Fine (1997) noted that stepparents who have had a meaningful relationship with their stepchildren should have visitation rights following a divorce should it occur. Fine also found empirical evidence that suggested stepchildren regard a stepparent's role as more ambiguous than biological children regard a biological parent's role. There is, however, some limited empirical evidence that suggests that the extent of the role is negatively related to the adjustment of stepfamily members. Therefore, the more well-adjusted the stepfamily members are in the stepfamily cycle, the less ambiguity is reflected in a stepparent's role in the family.

Mahoney (1997) addresses the issue of adoption noting that the nonresidential biological parent relinquishes custody of the child or they are seen as unfit to parent. The stepparent must then be willing to make a legal commitment to the child by choice, in comparison to the assumption of rights and obligations by biological parents.

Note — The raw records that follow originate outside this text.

use crate::config::{ContentStoreConfig, PinataCredentials};
use crate::error::{HashpinError, Result};
use async_trait::async_trait;
use bytes::Bytes;

/// Opaque hash-based address returned by the pinning service. Produced once
/// per successful upload and later recorded on-ledger verbatim.
#[derive(Debug, Clone, PartialEq, Eq, Hash, serde::Serialize, serde::Deserialize)]
pub struct ContentIdentifier(String);

impl ContentIdentifier {
    pub fn new(value: impl Into<String>) -> Self {
        Self(value.into())
    }

    pub fn as_str(&self) -> &str {
        &self.0
    }

    pub fn into_inner(self) -> String {
        self.0
    }
}

impl std::fmt::Display for ContentIdentifier {
    fn fmt(&self, f: &mut std::fmt::Formatter<'_>) -> std::fmt::Result {
        f.write_str(&self.0)
    }
}

/// Uploads a binary payload to a remote content store and returns its
/// identifier. The seam the orchestrator depends on.
#[async_trait]
pub trait ContentStore: Send + Sync {
    async fn upload(&self, payload: Bytes, display_name: &str) -> Result<ContentIdentifier>;
}

/// Content store client for the Pinata pinning API. One outbound request per
/// upload, no retries; every failure mode surfaces immediately as an upload
/// error.
pub struct PinataClient {
    http: reqwest::Client,
    config: ContentStoreConfig,
    credentials: Option<PinataCredentials>,
}

impl PinataClient {
    /// Client that resolves credentials from the environment at upload time.
    pub fn new(config: ContentStoreConfig) -> Self {
        Self {
            http: reqwest::Client::new(),
            config,
            credentials: None,
        }
    }

    /// Client with fixed credentials, bypassing the environment.
    pub fn with_credentials(config: ContentStoreConfig, credentials: PinataCredentials) -> Self {
        Self {
            http: reqwest::Client::new(),
            config,
            credentials: Some(credentials),
        }
    }

    fn resolve_credentials(&self) -> Result<PinataCredentials> {
        match &self.credentials {
            Some(credentials) => Ok(credentials.clone()),
            None => PinataCredentials::from_env(),
        }
    }
}

#[derive(serde::Deserialize)]
struct PinResponse {
    #[serde(rename = "IpfsHash")]
    ipfs_hash: Option<String>,
}

#[async_trait]
impl ContentStore for PinataClient {
    async fn upload(&self, payload: Bytes, display_name: &str) -> Result<ContentIdentifier> {
        let credentials = self.resolve_credentials()?;

        let metadata = serde_json::json!({
            "name": display_name,
            "keyvalues": { "uploadedBy": self.config.app_tag },
        })
        .to_string();
        let options = serde_json::json!({ "cidVersion": self.config.cid_version }).to_string();

        let form = reqwest::multipart::Form::new()
            .part(
                "file",
                reqwest::multipart::Part::bytes(payload.to_vec())
                    .file_name(display_name.to_string()),
            )
            .text("pinataMetadata", metadata)
            .text("pinataOptions", options);

        tracing::debug!(
            "Uploading '{}' ({} bytes) to {}",
            display_name,
            payload.len(),
            self.config.endpoint
        );

        let response = self
            .http
            .post(&self.config.endpoint)
            .header("pinata_api_key", &credentials.api_key)
            .header("pinata_secret_api_key", &credentials.api_secret)
            .multipart(form)
            .send()
            .await
            .map_err(|error| HashpinError::Upload(error.to_string()))?;

        if !response.status().is_success() {
            return Err(HashpinError::Upload(format!(
                "pinning service returned status {}",
                response.status()
            )));
        }

        let payload: PinResponse = response
            .json()
            .await
            .map_err(|error| HashpinError::Upload(error.to_string()))?;

        match payload.ipfs_hash {
            Some(hash) if !hash.is_empty() => {
                tracing::info!("Pinned '{}' as {}", display_name, hash);
                Ok(ContentIdentifier::new(hash))
            }
            _ => Err(HashpinError::Upload(
                "pinning service response is missing the IpfsHash field".to_string(),
            )),
        }
    }
}

#[cfg(test)]
mod tests {
    use super::*;
    use wiremock::matchers::{header, method, path};
    use wiremock::{Mock, MockServer, ResponseTemplate};

    fn client_for(server: &MockServer) -> PinataClient {
        let config = ContentStoreConfig {
            endpoint: format!("{}/pinning/pinFileToIPFS", server.uri()),
            ..ContentStoreConfig::default()
        };
        let credentials = PinataCredentials {
            api_key: "test-key".to_string(),
            api_secret: "test-secret".to_string(),
        };
        PinataClient::with_credentials(config, credentials)
    }

    #[tokio::test]
    async fn upload_returns_identifier_with_exactly_one_request() {
        let server = MockServer::start().await;
        Mock::given(method("POST"))
            .and(path("/pinning/pinFileToIPFS"))
            .and(header("pinata_api_key", "test-key"))
            .and(header("pinata_secret_api_key", "test-secret"))
            .respond_with(
                ResponseTemplate::new(200)
                    .set_body_json(serde_json::json!({ "IpfsHash": "Qm123abc" })),
            )
            .expect(1)
            .mount(&server)
            .await;

        let identifier = client_for(&server)
            .upload(Bytes::from_static(b"image bytes"), "photo.png")
            .await
            .unwrap();

        assert_eq!(identifier.as_str(), "Qm123abc");
        assert!(!identifier.as_str().is_empty());
    }

    #[tokio::test]
    async fn non_success_status_is_an_upload_error() {
        let server = MockServer::start().await;
        Mock::given(method("POST"))
            .respond_with(ResponseTemplate::new(401))
            .expect(1)
            .mount(&server)
            .await;

        let err = client_for(&server)
            .upload(Bytes::from_static(b"image bytes"), "photo.png")
            .await
            .unwrap_err();
        assert!(matches!(err, HashpinError::Upload(_)));
    }

    #[tokio::test]
    async fn missing_identifier_field_is_an_upload_error() {
        let server = MockServer::start().await;
        Mock::given(method("POST"))
            .respond_with(ResponseTemplate::new(200).set_body_json(serde_json::json!({})))
            .mount(&server)
            .await;

        let err = client_for(&server)
            .upload(Bytes::from_static(b"image bytes"), "photo.png")
            .await
            .unwrap_err();
        assert!(matches!(err, HashpinError::Upload(_)));
    }

    #[tokio::test]
    async fn unreachable_endpoint_is_an_upload_error() {
        let config = ContentStoreConfig {
            // Reserved port on localhost with nothing listening.
            endpoint: "http://127.0.0.1:9/pinning/pinFileToIPFS".to_string(),
            ..ContentStoreConfig::default()
        };
        let credentials = PinataCredentials {
            api_key: "test-key".to_string(),
            api_secret: "test-secret".to_string(),
        };
        let client = PinataClient::with_credentials(config, credentials);

        let err = client
            .upload(Bytes::from_static(b"image bytes"), "photo.png")
            .await
            .unwrap_err();
        assert!(matches!(err, HashpinError::Upload(_)));
    }
}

In Western culture, there have rarely been any obligations placed on the stepparent when it comes to supporting their stepchildren. Only ten states impose a support duty on all stepparents who share a home with their spouses' minor children. In eight states there have been obligations to support the child if they would otherwise be poverty-stricken.

These issues, then, support the existence of the stepfamily characteristic that the legal relationships between stepparent and stepchild are either ambiguous or nonexistent. Because of this inherent ambiguity or nonexistent legal status, roles in the stepfamily, which are already very unclear, are not assisted in any way by legal statutes and definitions.